Can anyone recommend any alternative straps for this bad boy... leather, dive etc

Cheers

DB


----------



## strange_too (Feb 19, 2007)

jasonm said:


> I guessing you know that there is a yellow version
> 
> If you have about Â£600 and can find a seller....


I've dropped a line to an old family friend, who is working in the land of the rising sun. May be she can get some for me


----------



## jasonm (Nov 22, 2003)

I doubt it ST, the Yellow Monster was a very small run ( 300? ) a few years ago, saphire xtal with cyclops ..

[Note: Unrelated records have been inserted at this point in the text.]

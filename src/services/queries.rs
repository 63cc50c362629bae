use sea_orm::{
    ColumnTrait, ConnectionTrait, EntityTrait, FromQueryResult, LoaderTrait, PaginatorTrait,
    QueryFilter, QueryOrder, Statement,
};
use serde::Serialize;
use std::sync::Arc;
use tracing::instrument;

use crate::{
    db::DbPool,
    entities::{
        activity::{self, Entity as Activity},
        activity_item,
        product::{self, Entity as Product},
        user::{self, Role},
    },
    errors::ServiceError,
    services::{Page, PageRequest},
};

/// Public view of the account that recorded an activity
#[derive(Debug, Clone, Serialize)]
pub struct UserSummary {
    pub id: i32,
    pub name: String,
    pub email: String,
    pub role: Role,
}

impl From<user::Model> for UserSummary {
    fn from(user: user::Model) -> Self {
        Self {
            id: user.id,
            name: user.name,
            email: user.email,
            role: user.role,
        }
    }
}

#[derive(Debug, Clone, Serialize)]
pub struct ActivityDetail {
    #[serde(flatten)]
    pub activity: activity::Model,
    pub user: Option<UserSummary>,
    pub items: Vec<activity_item::Model>,
}

/// One row of the sales report
#[derive(Debug, Clone, PartialEq, Serialize, FromQueryResult)]
pub struct ProductSales {
    pub id: i32,
    pub name: String,
    pub category: Option<String>,
    pub stock: i32,
    pub total_sales: i64,
}

/// Read side for activities and the sales report.
pub struct QueryService {
    db_pool: Arc<DbPool>,
}

impl QueryService {
    pub fn new(db_pool: Arc<DbPool>) -> Self {
        Self { db_pool }
    }

    /// Activities newest first, each with its items and owning user.
    #[instrument(skip(self))]
    pub async fn list_activities(
        &self,
        request: PageRequest,
    ) -> Result<Page<ActivityDetail>, ServiceError> {
        let db = self.db_pool.as_ref();

        let paginator = Activity::find()
            .filter(activity::Column::DeletedAt.is_null())
            .order_by_desc(activity::Column::Date)
            .order_by_desc(activity::Column::Id)
            .paginate(db, request.limit);

        let total = paginator.num_items().await.map_err(ServiceError::db_error)?;
        let activities = paginator
            .fetch_page(request.index())
            .await
            .map_err(ServiceError::db_error)?;

        let details = attach_details(db, activities).await?;
        Ok(Page::new(details, request, total))
    }

    /// One activity with items and user; `NotFound` if absent or soft-deleted.
    #[instrument(skip(self))]
    pub async fn get_activity(&self, id: i32) -> Result<ActivityDetail, ServiceError> {
        let db = self.db_pool.as_ref();

        let activity = Activity::find_by_id(id)
            .filter(activity::Column::DeletedAt.is_null())
            .one(db)
            .await
            .map_err(ServiceError::db_error)?
            .ok_or_else(|| ServiceError::NotFound(format!("Activity {} not found", id)))?;

        attach_details(db, vec![activity])
            .await?
            .pop()
            .ok_or_else(|| ServiceError::InternalError("activity detail lost".to_string()))
    }

    /// Units sold per live product (outbound ledger entries only), best sellers first.
    /// Products that never sold are listed with zero.
    #[instrument(skip(self))]
    pub async fn sales_report(
        &self,
        request: PageRequest,
    ) -> Result<Page<ProductSales>, ServiceError> {
        let db = self.db_pool.as_ref();

        let total = Product::find()
            .filter(product::Column::DeletedAt.is_null())
            .count(db)
            .await
            .map_err(ServiceError::db_error)?;

        let sql = sales_report_sql(request.limit, request.offset());
        let rows = ProductSales::find_by_statement(Statement::from_string(
            db.get_database_backend(),
            sql,
        ))
        .all(db)
        .await
        .map_err(ServiceError::db_error)?;

        Ok(Page::new(rows, request, total))
    }
}

// LIMIT/OFFSET are computed integers and inlined, so the statement has no bind parameters.
fn sales_report_sql(limit: u64, offset: u64) -> String {
    format!(
        r#"
        SELECT p.id AS id,
               p.name AS name,
               c.name AS category,
               p.stock AS stock,
               COALESCE(s.total_sales, 0) AS total_sales
        FROM products p
        LEFT JOIN categories c ON c.id = p.category_id
        LEFT JOIN (
            SELECT l.product_id AS product_id,
                   -SUM(l.change_quantity) AS total_sales
            FROM stock_ledger_entries l
            JOIN activity_items ai ON ai.id = l.activity_item_id
            JOIN activities a ON a.id = ai.activity_id
            WHERE a.kind = 'outbound'
              AND a.deleted_at IS NULL
              AND l.deleted_at IS NULL
            GROUP BY l.product_id
        ) s ON s.product_id = p.id
        WHERE p.deleted_at IS NULL
        ORDER BY total_sales DESC, p.id ASC
        LIMIT {} OFFSET {}
        "#,
        limit, offset
    )
}

async fn attach_details<C: ConnectionTrait>(
    db: &C,
    activities: Vec<activity::Model>,
) -> Result<Vec<ActivityDetail>, ServiceError> {
    let items = activities
        .load_many(activity_item::Entity, db)
        .await
        .map_err(ServiceError::db_error)?;
    let users = activities
        .load_one(user::Entity, db)
        .await
        .map_err(ServiceError::db_error)?;

    Ok(activities
        .into_iter()
        .zip(items)
        .zip(users)
        .map(|((activity, items), user)| ActivityDetail {
            activity,
            user: user.map(UserSummary::from),
            items: items
                .into_iter()
                .filter(|i| i.deleted_at.is_none())
                .collect(),
        })
        .collect())
}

And seriously I think the last one on ebay went for $1200









Well done Ben, good choice, the bracelet is such superb quality I doubt you would want to change it...


----------



## strange_too (Feb 19, 2007)

jasonm said:


> I doubt it ST, the Yellow Monster was a very small run ( 300? ) a few years ago, saphire xtal with cyclops ..
> 
> And seriously I think the last one on ebay went for $1200
> 
> ...


Fair enough, don't know that much about the vagaries of the models. Worth an ask though


----------



## pg tips (May 16, 2003)

diverben said:


> Spoke to Roy at RLT today


The rumours aren't true then







glad to here the old boy is still with us, I was begining to think he'd abandoned the forum and theft the mods in charge, now that is a worry









great choice of watch Ben, I hate the damn things myself, a bit of a marmite watch really iyam but they are great watches.


----------



## mozbud (Feb 14, 2007)

Had mine for a couple of month, got it off Roy, black monster on SS bracelet, first automatic watch I have owned since the dawn of quartz

Expected it to be wildly inaccurate but initially more accurate than my seiko quartz, only lost about 3 seconds over the first month but now it is loosing about 5 seconds a day which is still much better than I thought it would be and doesn't bother me at all (although I would prefer it to be gaining than loosing) last auto I had 25 years ago was loosing 5 mins a day from what I remember)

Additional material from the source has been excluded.